Data for analysis:
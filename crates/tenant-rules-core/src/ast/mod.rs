//! Rule definitions
//!
//! The shapes tenants author: condition trees, typed actions and the
//! business rule that binds them together.

pub mod action;
pub mod condition;
pub mod operator;
pub mod rule;

pub use action::{Action, AggregateOperation, DEFAULT_FEE_FIELD, TRIGGERED_WORKFLOWS_KEY};
pub use condition::{Condition, RawCondition};
pub use operator::{ComparisonOperator, LogicalOperator};
pub use rule::{BusinessRule, RuleType};
//! Rule document loading
//!
//! A rule document is a single rule, a list of rules, or an object with a
//! `rules` list. JSON files hold one document; YAML files may hold several
//! separated by `---`.

use crate::error::{Result, SdkError};
use serde::Deserialize;
use std::path::Path;
use tenant_rules_core::BusinessRule;

/// Serialization format of a rule document
#[derive(Debug, Clone, Copy, PartialEq, Eq)]
pub enum RuleFormat {
    Json,
    Yaml,
}

impl RuleFormat {
    /// Detect the format from a file extension
    pub fn from_path(path: &Path) -> Result<Self> {
        match path.extension().and_then(|ext| ext.to_str()) {
            Some("json") => Ok(RuleFormat::Json),
            Some("yaml") | Some("yml") => Ok(RuleFormat::Yaml),
            _ => Err(SdkError::InvalidRuleFile(format!(
                "{}: expected a .json, .yaml or .yml extension",
                path.display()
            ))),
        }
    }
}

#[derive(Deserialize)]
struct RuleList {
    rules: Vec<BusinessRule>,
}

enum DocumentShape {
    Empty,
    List,
    Wrapped,
    Single,
}

fn shape_of(doc: &serde_json::Value) -> DocumentShape {
    match doc {
        serde_json::Value::Null => DocumentShape::Empty,
        serde_json::Value::Array(_) => DocumentShape::List,
        serde_json::Value::Object(map) if map.contains_key("rules") && !map.contains_key("id") => {
            DocumentShape::Wrapped
        }
        _ => DocumentShape::Single,
    }
}

fn rules_from_document(doc: serde_json::Value, origin: &str) -> Result<Vec<BusinessRule>> {
    let rules = match shape_of(&doc) {
        DocumentShape::Empty => Ok(Vec::new()),
        DocumentShape::List => serde_json::from_value::<Vec<BusinessRule>>(doc),
        DocumentShape::Wrapped => serde_json::from_value::<RuleList>(doc).map(|list| list.rules),
        DocumentShape::Single => serde_json::from_value::<BusinessRule>(doc).map(|rule| vec![rule]),
    };
    rules.map_err(|e| SdkError::parse(origin, e))
}

/// Parse rules from in-memory content
pub fn parse_rules(content: &str, format: RuleFormat, origin: &str) -> Result<Vec<BusinessRule>> {
    let rules = match format {
        RuleFormat::Json => {
            let doc: serde_json::Value =
                serde_json::from_str(content).map_err(|e| SdkError::parse(origin, e))?;
            rules_from_document(doc, origin)?
        }
        RuleFormat::Yaml => {
            let mut rules = Vec::new();
            for (index, document) in serde_yaml::Deserializer::from_str(content).enumerate() {
                let doc = serde_json::Value::deserialize(document).map_err(|e| {
                    SdkError::parse(format!("{} (document {})", origin, index + 1), e)
                })?;
                rules.extend(rules_from_document(doc, origin)?);
            }
            rules
        }
    };

    tracing::debug!("Parsed {} rules from {}", rules.len(), origin);
    Ok(rules)
}

/// Load rules from a JSON or YAML file
pub fn load_rules_file(path: &Path) -> Result<Vec<BusinessRule>> {
    let format = RuleFormat::from_path(path)?;
    let content = std::fs::read_to_string(path)?;
    let rules = parse_rules(&content, format, &path.display().to_string())?;
    tracing::info!("Loaded {} rules from {}", rules.len(), path.display());
    Ok(rules)
}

Exercise aim:
If a line above contains the word "derive", it counts; state how many lines count, and nothing more.

Answer space:
2